▶ [Work required] Scan the material that follows. Copy every line containing the word "Result".

▶ [Data excerpts]
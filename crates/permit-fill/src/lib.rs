//! Permit Fill - field resolution and form filling engine
//!
//! This crate provides:
//! - Run configuration (static defaults per trade, rename table, skip sets)
//! - Row extraction from spreadsheets
//! - Field name resolution (skip, then rename)
//! - Value resolution (row data over static defaults)
//! - Field writing with widget-kind coercion
//! - Orchestration of one output document per row and trade
//!
//! # Example
//!
//! ```ignore
//! use permit_fill::{FillConfig, Filler};
//!
//! let config = FillConfig::default();
//! let summary = Filler::new(&config, "template.pdf")
//!     .with_jurisdiction("miami")
//!     .run("test excel 1.xlsx")?;
//! println!("{} documents written", summary.written.len());
//! ```

pub mod config;
mod filler;
pub mod resolver;
pub mod row;
pub mod writer;

pub use config::{FillConfig, RenameTable, SaveFailurePolicy, SkipSet, StaticTable, Trade};
pub use filler::{DocumentStats, FillSummary, Filler};
pub use resolver::{resolve_name, resolve_value, ResolvedName};
pub use row::{extract_rows, load_rows, RowRecord, REQUIRED_COLUMNS};
pub use writer::{apply_value, coerce_value, is_checked, WriteOutcome};

use std::path::PathBuf;
use thiserror::Error;

/// Errors that can occur during a fill run
#[derive(Debug, Error)]
pub enum FillError {
    #[error("Template not found or unreadable: {} ({reason})", path.display())]
    TemplateNotFound { path: PathBuf, reason: String },

    #[error("Spreadsheet not found: {}", path.display())]
    SpreadsheetNotFound { path: PathBuf },

    #[error("Spreadsheet error: {0}")]
    Spreadsheet(String),

    #[error("Spreadsheet is missing required column: {0}")]
    MissingColumn(String),

    #[error("Failed to save {}: {source}", path.display())]
    SaveFailure {
        path: PathBuf,
        source: pdf_core::PdfError,
    },

    #[error("Configuration error: {0}")]
    Config(String),

    #[error("PDF error: {0}")]
    Pdf(#[from] pdf_core::PdfError),

    #[error("IO error: {0}")]
    Io(#[from] std::io::Error),
}

/// Result type for fill operations
pub type Result<T> = std::result::Result<T, FillError>;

▶ [Solution to this problem]
/// Result type for fill operations
pub type Result<T> = std::result::Result<T, FillError>;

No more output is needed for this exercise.